A noção neste poema de que haja uma instância da existência caracterizada
apenas por aparência, pois mutável, já que transitória, em contraponto a uma essência,
contínua e imutável, se dará também, por exemplo, no poema “Mulher ao espelho”:
[...]
Que mal faz, esta cor fingida
do meu cabelo, e do meu rosto,
se é tudo tinta: o mundo, a vida,
o contentamento, o desgosto?
[...]
Esta apreensão da vida, de sua ciclicidade, uma vez que matéria passível de
transformações, terá seu reflexo ao tratar da morte: essa não será vista como um fim,
mas uma passagem, uma transição.
Por exemplo, seu último livro,
Solombra
, sua despedida, parece se configurar
como um monólogo racional, reflexivo progressivo, ou seja, um acerto de contas entre
seu imaginário, ou visão de mundo, e as experiências vividas, rumo a uma conclusão
definitiva.

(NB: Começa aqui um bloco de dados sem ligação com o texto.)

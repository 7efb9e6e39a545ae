//! Constellation reference data, indexed by model class id.

use serde::Serialize;

pub const NO_DESCRIPTION: &str = "No description available.";
pub const NO_FACTS: &str = "No additional facts available.";

#[derive(Debug, Clone, Copy, PartialEq, Eq, Serialize)]
pub struct ConstellationEntry {
    pub id: u32,
    pub name: &'static str,
    pub description: &'static str,
    pub facts: &'static str,
}

const fn entry(
    id: u32,
    name: &'static str,
    description: &'static str,
    facts: &'static str,
) -> ConstellationEntry {
    ConstellationEntry {
        id,
        name,
        description,
        facts,
    }
}

/// Ordered by class id; position in the table is the id.
pub static CATALOG: [ConstellationEntry; 16] = [
    entry(
        0,
        "Aquila",
        "Aquila, the Eagle, is a constellation on the celestial equator. Its brightest star, Altair, is one of the vertices of the Summer Triangle asterism.",
        "• Contains Altair\n• Part of Summer Triangle\n• Visible June-November",
    ),
    entry(
        1,
        "Bootes",
        "Bootes is a constellation in the northern sky, containing the bright star Arcturus, the fourth-brightest star in the night sky.",
        "• Home to Arcturus\n• Visible March-September\n• Name means 'plowman'",
    ),
    entry(
        2,
        "Canis Major",
        "Canis Major, the Greater Dog, contains Sirius, the brightest star in the night sky. It represents one of Orion's hunting dogs.",
        "• Contains Sirius\n• Follows Orion\n• Best visible in winter",
    ),
    entry(
        3,
        "Canis Minor",
        "Canis Minor, the Lesser Dog, contains Procyon, forming one vertex of the Winter Triangle asterism.",
        "• Contains Procyon\n• Forms Winter Triangle\n• Small constellation",
    ),
    entry(
        4,
        "Cassiopeia",
        "Cassiopeia is easily recognizable due to its distinctive 'W' or 'M' shape formed by five bright stars.",
        "• Circumpolar constellation\n• Distinctive 'W' shape\n• Named after a queen",
    ),
    entry(
        5,
        "Cygnus",
        "Cygnus, the Swan, contains Deneb and forms the Northern Cross asterism.",
        "• Northern Cross\n• Contains Deneb\n• Located in Milky Way",
    ),
    entry(
        6,
        "Gemini",
        "Gemini, the Twins, contains the bright stars Castor and Pollux, named after twin brothers in Greek mythology.",
        "• Third zodiac sign\n• Twins Castor & Pollux\n• Best in Jan-Feb",
    ),
    entry(
        7,
        "Leo",
        "Leo, the Lion, contains Regulus and is easily identified by its distinctive sickle-shaped asterism.",
        "• Fifth zodiac sign\n• Contains Regulus\n• Best visible in spring",
    ),
    entry(
        8,
        "Lyra",
        "Lyra represents Orpheus's lyre and contains Vega, one of the brightest stars visible from Earth.",
        "• Contains Vega\n• Home to Ring Nebula\n• Orpheus's lyre",
    ),
    entry(
        9,
        "Moon",
        "The Moon is Earth's only natural satellite and the brightest object in the night sky after the Sun.",
        "• 384,400 km from Earth\n• Diameter: 3,474 km\n• Only visited celestial body",
    ),
    entry(
        10,
        "Orion",
        "Orion is one of the most recognizable constellations, containing Betelgeuse, Rigel, and the famous Orion's Belt.",
        "• Most recognizable\n• Contains Orion Nebula\n• Best in winter",
    ),
    entry(
        11,
        "Pleiades",
        "The Pleiades, also known as the Seven Sisters, is an open star cluster in Taurus, one of the nearest to Earth.",
        "• Seven Sisters\n• 444 light-years away\n• Over 1,000 stars",
    ),
    entry(
        12,
        "Sagittarius",
        "Sagittarius contains the center of our Milky Way galaxy and is represented as a centaur drawing a bow.",
        "• Points to galactic center\n• Ninth zodiac sign\n• Best in summer",
    ),
    entry(
        13,
        "Scorpius",
        "Scorpius contains the red supergiant Antares and has a distinctive J-shaped pattern representing a scorpion.",
        "• Contains Antares\n• Zodiac constellation\n• Best in summer",
    ),
    entry(
        14,
        "Taurus",
        "Taurus contains Aldebaran and two famous star clusters: the Pleiades and the Hyades.",
        "• Second zodiac sign\n• Contains Pleiades\n• Best in winter",
    ),
    entry(
        15,
        "Ursa Major",
        "Ursa Major, the Great Bear, contains the Big Dipper asterism, useful for navigation.",
        "• Third largest\n• Contains Big Dipper\n• Visible year-round",
    ),
];

pub fn entries() -> &'static [ConstellationEntry] {
    &CATALOG
}

pub fn len() -> usize {
    CATALOG.len()
}

pub fn names() -> Vec<&'static str> {
    CATALOG.iter().map(|e| e.name).collect()
}

pub fn by_id(id: u32) -> Option<&'static ConstellationEntry> {
    CATALOG.get(id as usize)
}

/// Exact, case-sensitive match on the canonical name.
pub fn by_name(name: &str) -> Option<&'static ConstellationEntry> {
    CATALOG.iter().find(|e| e.name == name)
}

/// Case-insensitive lookup used by the public API.
pub fn lookup(name: &str) -> Option<&'static ConstellationEntry> {
    let wanted = name.to_lowercase();
    CATALOG.iter().find(|e| e.name.to_lowercase() == wanted)
}

/// Display label for a model class id; ids outside the table become
/// `Unknown_<id>`.
pub fn label_for(class_id: u32) -> String {
    match by_id(class_id) {
        Some(entry) => entry.name.to_string(),
        None => format!("Unknown_{}", class_id),
    }
}

pub fn description_for(label: &str) -> &'static str {
    by_name(label).map_or(NO_DESCRIPTION, |e| e.description)
}

pub fn facts_for(label: &str) -> &'static str {
    by_name(label).map_or(NO_FACTS, |e| e.facts)
}

/// Checks the table invariants: ids contiguous from 0, names unique
/// ignoring case.
pub fn validate() -> anyhow::Result<()> {
    for (position, entry) in CATALOG.iter().enumerate() {
        if entry.id as usize != position {
            anyhow::bail!(
                "catalog entry {} has id {}, expected {}",
                entry.name,
                entry.id,
                position
            );
        }
        let clashes = CATALOG
            .iter()
            .filter(|other| other.name.eq_ignore_ascii_case(entry.name))
            .count();
        if clashes > 1 {
            anyhow::bail!("catalog name {} is not unique", entry.name);
        }
    }
    Ok(())
}
pub mod config;
pub mod logging;
pub mod telemetry;

pub use config::Environment;
pub use logging::setup_logging;
pub use telemetry::TelemetryGuard;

Parece-nos que sua iminente ausência pressentida é construída idealmente
enquanto há esse processo racional e meditativo, ao mesmo tempo em que onírico e
imagético (“Quem me vê não me vê, que estou fora do mundo”), pois permeado de
imagens e símbolos tanto inéditos como recorrentes da obra de Cecília. Este processo,
por um lado, perpassa a realização da limitação e transitoriedade do que se faz presente,
do contingente – “nossos passos estão já desaparecidos”, “diálogos foram frágeis
nuvens transitórias” –, que não passa de ilusão – mais uma vez em conformidade com o
pensamento oriental –: “pálido mundo só de memória”, “amarga morte, suposta vida...”,
“quem somos se o canto nos envolve e rasga o tempo?”. Por outro lado, o que se faz
nítido nesta canção de despedida ceciliana é o gradual apaziguamento do eu-lírico para
com a morte que se aproxima, pois “não se recusa a esse final convite,/ em máquinas de
adeus, sem tentação de volta” e “... ainda é belo sentir a formação da ausência.” Assim,
para nós, se dá uma transição entre a reflexão sobre o vivido (através da memória),
devido à conscientização da impendente passagem pela morte, para o despojamento do
mundo em direção ao “eterno no instante”, ao “puro tempo”, em oposição ao “[...]
tempo humano [que] expira em lágrimas e cegueira”, em que se enfatiza a transição, a
passagem para outra instância ou, enfim, a continuidade do eu essencial.